* TASK DETAILS *
Please return the lines of the data that contain "values".

* INPUT DATA *

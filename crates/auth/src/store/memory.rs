//! In-process store backing every sign-in port. Used by tests and by
//! single-node deployments without PostgreSQL.

use std::{collections::HashMap, sync::Arc};

use anyhow::anyhow;
use chrono::{DateTime, Duration, Utc};
use gatehouse_common::{
    email::normalize_email,
    types::{Invitation, UserRecord, WorkspaceRef},
};
use tokio::sync::RwLock;
use uuid::Uuid;

use crate::{
    error::AuthError,
    invitation::{generate_invite_token, validate_invitation},
    ports::{
        BoxFuture, MembershipStore, UserDirectory, WorkspaceAccessChecker,
        WorkspaceInvitationGateway,
    },
};

#[derive(Clone, Default)]
pub struct MemoryAuthStore {
    state: Arc<RwLock<MemoryState>>,
}

#[derive(Default)]
struct MemoryState {
    users: HashMap<Uuid, UserRecord>,
    workspaces: HashMap<Uuid, MemoryWorkspace>,
    memberships: HashMap<(Uuid, Uuid), MembershipStatus>,
    invitations: HashMap<Uuid, MemoryInvitation>,
}

#[derive(Clone)]
struct MemoryWorkspace {
    is_password_auth_enabled: bool,
    deleted_at: Option<DateTime<Utc>>,
}

#[derive(Clone, Copy, PartialEq, Eq)]
enum MembershipStatus {
    Active,
    Suspended,
}

#[derive(Clone)]
struct MemoryInvitation {
    invitation: Invitation,
    token_hash: Vec<u8>,
    accepted_at: Option<DateTime<Utc>>,
}

impl MemoryAuthStore {
    pub async fn insert_user(
        &self,
        email: &str,
        password_hash: Option<String>,
    ) -> Result<UserRecord, AuthError> {
        let email = normalize_email(email).map_err(AuthError::internal)?;
        let mut state = self.state.write().await;
        if state.users.values().any(|user| user.email == email) {
            return Err(AuthError::internal(anyhow!("email is already registered")));
        }

        let user = UserRecord { id: Uuid::new_v4(), email, password_hash };
        state.users.insert(user.id, user.clone());
        Ok(user)
    }

    pub async fn insert_workspace(&self, is_password_auth_enabled: bool) -> WorkspaceRef {
        let workspace = WorkspaceRef { id: Uuid::new_v4(), is_password_auth_enabled };
        self.state
            .write()
            .await
            .workspaces
            .insert(workspace.id, MemoryWorkspace { is_password_auth_enabled, deleted_at: None });
        workspace
    }

    pub async fn get_workspace(&self, workspace_id: Uuid) -> Option<WorkspaceRef> {
        let state = self.state.read().await;
        let workspace = state.workspaces.get(&workspace_id)?;
        if workspace.deleted_at.is_some() {
            return None;
        }
        Some(WorkspaceRef {
            id: workspace_id,
            is_password_auth_enabled: workspace.is_password_auth_enabled,
        })
    }

    pub async fn delete_workspace(&self, workspace_id: Uuid) {
        if let Some(workspace) = self.state.write().await.workspaces.get_mut(&workspace_id) {
            workspace.deleted_at = Some(Utc::now());
        }
    }

    pub async fn insert_membership(&self, user_id: Uuid, workspace_id: Uuid) {
        self.state.write().await.memberships.insert((workspace_id, user_id), MembershipStatus::Active);
    }

    pub async fn suspend_membership(&self, user_id: Uuid, workspace_id: Uuid) {
        if let Some(status) = self.state.write().await.memberships.get_mut(&(workspace_id, user_id))
        {
            *status = MembershipStatus::Suspended;
        }
    }

    /// Stores a new invitation and returns it with the one-time token.
    pub async fn create_invitation(
        &self,
        workspace_id: Uuid,
        email: &str,
        expires_in: Duration,
    ) -> Result<(Invitation, String), AuthError> {
        let email = normalize_email(email).map_err(AuthError::internal)?;
        let (token, token_hash) = generate_invite_token();
        let now = Utc::now();
        let invitation = Invitation {
            id: Uuid::new_v4(),
            workspace_id,
            email,
            expires_at: now + expires_in,
            created_at: now,
        };

        self.state.write().await.invitations.insert(
            invitation.id,
            MemoryInvitation { invitation: invitation.clone(), token_hash, accepted_at: None },
        );

        Ok((invitation, token))
    }

    pub async fn accept_invitation(&self, invitation_id: Uuid) {
        if let Some(record) = self.state.write().await.invitations.get_mut(&invitation_id) {
            record.accepted_at = Some(Utc::now());
        }
    }

    pub async fn find_invitation_by_token_hash(&self, token_hash: &[u8]) -> Option<Invitation> {
        let state = self.state.read().await;
        state
            .invitations
            .values()
            .find(|record| record.accepted_at.is_none() && record.token_hash == token_hash)
            .map(|record| record.invitation.clone())
    }

    pub async fn member_count(&self, workspace_id: Uuid) -> usize {
        let state = self.state.read().await;
        state
            .memberships
            .iter()
            .filter(|((ws_id, _), status)| {
                *ws_id == workspace_id && **status == MembershipStatus::Active
            })
            .count()
    }
}

impl MemoryState {
    fn is_active_member(&self, user_id: Uuid, workspace_id: Uuid) -> bool {
        self.memberships
            .get(&(workspace_id, user_id))
            .is_some_and(|status| *status == MembershipStatus::Active)
    }

    fn workspace_is_live(&self, workspace_id: Uuid) -> bool {
        self.workspaces.get(&workspace_id).is_some_and(|workspace| workspace.deleted_at.is_none())
    }
}

impl UserDirectory for MemoryAuthStore {
    fn find_by_email<'a>(
        &'a self,
        email: &'a str,
    ) -> BoxFuture<'a, Result<Option<UserRecord>, AuthError>> {
        Box::pin(async move {
            let Ok(email) = normalize_email(email) else {
                return Ok(None);
            };
            let state = self.state.read().await;
            Ok(state.users.values().find(|user| user.email == email).cloned())
        })
    }
}

impl MembershipStore for MemoryAuthStore {
    fn exists(&self, user_id: Uuid, workspace_id: Uuid) -> BoxFuture<'_, Result<bool, AuthError>> {
        Box::pin(async move { Ok(self.state.read().await.is_active_member(user_id, workspace_id)) })
    }

    fn add(&self, user_id: Uuid, workspace_id: Uuid) -> BoxFuture<'_, Result<(), AuthError>> {
        Box::pin(async move {
            let mut state = self.state.write().await;
            if !state.workspace_is_live(workspace_id) {
                return Err(AuthError::internal(anyhow!("workspace {workspace_id} does not exist")));
            }
            // Reactivates a suspended row.
            state.memberships.insert((workspace_id, user_id), MembershipStatus::Active);
            Ok(())
        })
    }
}

impl WorkspaceAccessChecker for MemoryAuthStore {
    fn check(&self, user_id: Uuid, workspace_id: Uuid) -> BoxFuture<'_, Result<(), AuthError>> {
        Box::pin(async move {
            let state = self.state.read().await;
            if state.workspace_is_live(workspace_id) && state.is_active_member(user_id, workspace_id)
            {
                Ok(())
            } else {
                Err(AuthError::access_denied("user does not have access to this workspace"))
            }
        })
    }
}

impl WorkspaceInvitationGateway for MemoryAuthStore {
    fn get_pending<'a>(
        &'a self,
        email: &'a str,
        workspace_id: Uuid,
    ) -> BoxFuture<'a, Result<Option<Invitation>, AuthError>> {
        Box::pin(async move {
            let Ok(email) = normalize_email(email) else {
                return Ok(None);
            };
            let state = self.state.read().await;
            Ok(state
                .invitations
                .values()
                .filter(|record| {
                    record.accepted_at.is_none()
                        && record.invitation.workspace_id == workspace_id
                        && record.invitation.email == email
                })
                .max_by_key(|record| record.invitation.created_at)
                .map(|record| record.invitation.clone()))
        })
    }

    fn validate<'a>(&'a self, invitation: &'a Invitation) -> BoxFuture<'a, Result<(), AuthError>> {
        Box::pin(async move {
            let state = self.state.read().await;
            match state.invitations.get(&invitation.id) {
                Some(record) if record.accepted_at.is_none() => {
                    validate_invitation(&record.invitation, Utc::now())
                }
                Some(_) => Err(AuthError::invitation_invalid("invitation was already accepted")),
                None => Err(AuthError::invitation_invalid("invitation no longer exists")),
            }
        })
    }
}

* YOUR SOLUTION *
        if state.users.values().any(|user| user.email == email) {
            .values()
            Ok(state.users.values().find(|user| user.email == email).cloned())
                .values()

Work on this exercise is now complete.